Secret Fetcher Sidecar Lacks Signal Handling

Question

Secret Fetcher Sidecar Lacks Signal Handling

Closed this issue 4 years ago · 4 comments

We discovered a few minutes ago that the secret fetcher doesn't actually respond to SIGTERM. This seems poor. We should probably fix that.

Answer 1 · 2021-03-01T18:50:58.000Z

What do you mean by "respond to SIGTERM"? Do you expect it to do something other than immediately exit when receiving that signal?

Answer 2 · 2021-03-01T18:55:05.000Z

That's exactly what I expect it to do. Another engineer reported this. Apparently something is swallowing the signal though, preventing the container from being killed. Maybe this would be a better fit issue for the actual repo that builds the images instead of the code.
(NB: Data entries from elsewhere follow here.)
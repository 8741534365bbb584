//! # Source-Tree Path Handles
//!
//! Paths in carton come in two flavors. Source-absolute paths start with
//! `//` and are relative to the source root (`//base/logging.rs`), never to
//! the current directory. Output paths are relative to the root build
//! directory and only become source-absolute once a build directory is
//! known.
//!
//! All three handles are thin wrappers around a `String` holding the
//! canonical textual form. They are cheap to clone, hashable, and ordered,
//! so they can be used directly as map keys when checking for output
//! collisions.

use std::fmt;

use thiserror::Error;

/// Errors produced when parsing path handles from untrusted input, for
/// example a build manifest.
#[derive(Debug, Error, Clone, PartialEq, Eq)]
pub enum PathError {
    /// The value does not start with the `//` source-absolute prefix.
    #[error("path {0:?} is not source-absolute (expected a leading `//`)")]
    NotSourceAbsolute(String),
    /// A file path ended with a `/`.
    #[error("source file {0:?} must not end with `/`")]
    TrailingSlash(String),
    /// An output path was absolute instead of build-directory-relative.
    #[error("output path {0:?} must be relative to the build directory")]
    NotBuildRelative(String),
}

/// A source-absolute path to a file, e.g. `//app/resources/icon.png`.
#[derive(Debug, Clone, PartialEq, Eq, Hash, PartialOrd, Ord)]
pub struct SourceFile(String);

impl SourceFile {
    /// Wraps an already-canonical source-absolute file path.
    ///
    /// # Panics
    ///
    /// Panics if `value` is not source-absolute or ends with `/`. Use
    /// [`SourceFile::parse`] for untrusted input.
    pub fn new(value: impl Into<String>) -> Self {
        let value = value.into();
        assert!(
            value.starts_with("//"),
            "source file must be source-absolute: {value:?}"
        );
        assert!(
            !value.ends_with('/'),
            "source file must not end with `/`: {value:?}"
        );
        SourceFile(value)
    }

    /// Validating constructor for untrusted input.
    pub fn parse(value: impl Into<String>) -> Result<Self, PathError> {
        let value = value.into();
        if !value.starts_with("//") {
            return Err(PathError::NotSourceAbsolute(value));
        }
        if value.ends_with('/') {
            return Err(PathError::TrailingSlash(value));
        }
        Ok(SourceFile(value))
    }

    /// The canonical textual form, including the `//` prefix.
    pub fn value(&self) -> &str {
        &self.0
    }

    /// The file name, everything after the last `/`.
    pub fn file_part(&self) -> &str {
        let last_slash = self.0.rfind('/').map_or(0, |i| i + 1);
        &self.0[last_slash..]
    }

    /// The file name without its extension. Dotfiles keep their full name.
    pub fn name_part(&self) -> &str {
        let file = self.file_part();
        match file.rfind('.') {
            Some(dot) if dot > 0 => &file[..dot],
            _ => file,
        }
    }

    /// The extension without the dot, if any.
    pub fn extension(&self) -> Option<&str> {
        let file = self.file_part();
        match file.rfind('.') {
            Some(dot) if dot > 0 => Some(&file[dot + 1..]),
            _ => None,
        }
    }

    /// The directory containing this file.
    pub fn dir(&self) -> SourceDir {
        let last_slash = self.0.rfind('/').expect("source file contains a slash");
        SourceDir(self.0[..last_slash + 1].to_string())
    }

    /// The containing directory relative to the source root, without the
    /// `//` prefix or a trailing slash. `//app/res/icon.png` gives
    /// `app/res`; a file directly under the root gives `""`.
    pub fn source_root_relative_dir(&self) -> &str {
        let last_slash = self.0.rfind('/').expect("source file contains a slash");
        if last_slash < 2 {
            ""
        } else {
            &self.0[2..last_slash]
        }
    }

    /// Whether this file lives inside `dir` (or a subdirectory of it).
    pub fn is_in(&self, dir: &SourceDir) -> bool {
        self.0.starts_with(dir.value())
    }
}

impl fmt::Display for SourceFile {
    fn fmt(&self, f: &mut fmt::Formatter<'_>) -> fmt::Result {
        f.write_str(&self.0)
    }
}

/// A source-absolute path to a directory, stored with a trailing `/`.
#[derive(Debug, Clone, PartialEq, Eq, Hash, PartialOrd, Ord)]
pub struct SourceDir(String);

impl SourceDir {
    /// Wraps a source-absolute directory path, appending the trailing `/`
    /// if missing.
    ///
    /// # Panics
    ///
    /// Panics if `value` is not source-absolute. Use [`SourceDir::parse`]
    /// for untrusted input.
    pub fn new(value: impl Into<String>) -> Self {
        let mut value = value.into();
        assert!(
            value.starts_with("//"),
            "source dir must be source-absolute: {value:?}"
        );
        if !value.ends_with('/') {
            value.push('/');
        }
        SourceDir(value)
    }

    /// Validating constructor for untrusted input.
    pub fn parse(value: impl Into<String>) -> Result<Self, PathError> {
        let value = value.into();
        if !value.starts_with("//") {
            return Err(PathError::NotSourceAbsolute(value));
        }
        Ok(SourceDir::new(value))
    }

    /// The source root itself.
    pub fn source_root() -> Self {
        SourceDir("//".to_string())
    }

    /// The canonical textual form, with the `//` prefix and trailing `/`.
    pub fn value(&self) -> &str {
        &self.0
    }

    /// The textual form without the trailing slash. The source root stays
    /// `//`.
    pub fn without_trailing_slash(&self) -> &str {
        if self.0.len() > 2 {
            self.0.trim_end_matches('/')
        } else {
            &self.0
        }
    }

    /// Appends a relative file path.
    pub fn join_file(&self, rel: &str) -> SourceFile {
        debug_assert!(!rel.starts_with('/'), "joined path must be relative: {rel:?}");
        SourceFile::new(format!("{}{}", self.0, rel))
    }

    /// Appends a relative directory path.
    pub fn join_dir(&self, rel: &str) -> SourceDir {
        debug_assert!(!rel.starts_with('/'), "joined path must be relative: {rel:?}");
        SourceDir::new(format!("{}{}", self.0, rel))
    }

    /// Whether `other` is this directory or a descendant of it.
    pub fn contains_dir(&self, other: &SourceDir) -> bool {
        other.0.starts_with(&self.0)
    }

    /// Whether `file` lives under this directory.
    pub fn contains_file(&self, file: &SourceFile) -> bool {
        file.value().starts_with(&self.0)
    }

    /// The remainder of this directory below `prefix`, without a leading
    /// slash but with the trailing one. Returns `None` when this directory
    /// is not inside `prefix`.
    pub fn strip_prefix(&self, prefix: &SourceDir) -> Option<&str> {
        self.0.strip_prefix(&prefix.0)
    }

    /// The parent directory, or `None` at the source root.
    pub fn parent(&self) -> Option<SourceDir> {
        if self.0.len() <= 2 {
            return None;
        }
        let trimmed = &self.0[..self.0.len() - 1];
        let last_slash = trimmed.rfind('/').expect("source dir contains a slash");
        Some(SourceDir(trimmed[..last_slash + 1].to_string()))
    }
}

impl fmt::Display for SourceDir {
    fn fmt(&self, f: &mut fmt::Formatter<'_>) -> fmt::Result {
        f.write_str(&self.0)
    }
}

/// A path relative to the root build directory, e.g.
/// `App.app/Contents/Resources/icon.png`.
#[derive(Debug, Clone, PartialEq, Eq, Hash, PartialOrd, Ord)]
pub struct OutputFile(String);

impl OutputFile {
    /// Wraps a build-directory-relative path.
    ///
    /// # Panics
    ///
    /// Panics if `value` is absolute. Use [`OutputFile::parse`] for
    /// untrusted input.
    pub fn new(value: impl Into<String>) -> Self {
        let value = value.into();
        assert!(
            !value.starts_with('/'),
            "output file must be build-dir-relative: {value:?}"
        );
        OutputFile(value)
    }

    /// Validating constructor for untrusted input.
    pub fn parse(value: impl Into<String>) -> Result<Self, PathError> {
        let value = value.into();
        if value.starts_with('/') {
            return Err(PathError::NotBuildRelative(value));
        }
        Ok(OutputFile(value))
    }

    /// The build-directory-relative textual form.
    pub fn value(&self) -> &str {
        &self.0
    }

    /// Resolves this output path to a source-absolute file under the given
    /// build directory.
    pub fn as_source_file(&self, build_dir: &SourceDir) -> SourceFile {
        build_dir.join_file(&self.0)
    }
}

impl fmt::Display for OutputFile {
    fn fmt(&self, f: &mut fmt::Formatter<'_>) -> fmt::Result {
        f.write_str(&self.0)
    }
}
//! Foundation value types for the carton build tool.
//!
//! # Overview
//!
//! Everything in this crate is a small immutable value type shared by the
//! higher-level crates:
//!
//! - [`SourceFile`], [`SourceDir`], [`OutputFile`] — handles on
//!   source-absolute (`//dir/file`) and build-directory-relative paths.
//! - [`Label`] — target identity of the form `//dir:name`.
//! - [`LabelPattern`] — a glob-like matcher over labels, used for
//!   dependency filters.
//! - [`SubstitutionPattern`] — a parsed `{{placeholder}}` output-path
//!   template, expanded per source file by the bundle machinery.
//!
//! None of these types touch the filesystem; they are textual handles with
//! the invariants the rest of the build tool relies on (source-absolute
//! prefixes, trailing slashes on directories, parsed placeholder names).

mod label;
mod paths;
mod substitution;

pub use label::{Label, LabelError, LabelPattern};
pub use paths::{OutputFile, PathError, SourceDir, SourceFile};
pub use substitution::{PatternSegment, Placeholder, SubstitutionError, SubstitutionPattern};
Answer 3 · 2021-03-01T18:56:16.000Z

Got it, yeah, the process itself does not swallow any signals and I've confirmed that a non-containerized one dies immediately on SIGTERM. My gut says this sounds like the CMD shell syntax goes here vs CMD ["raw", "args"] problem we've run into in a few other places.

Answer 4 · 2021-03-01T18:56:42.000Z

Yep, you're almost certainly right. I'll close this out and open it on the other repo.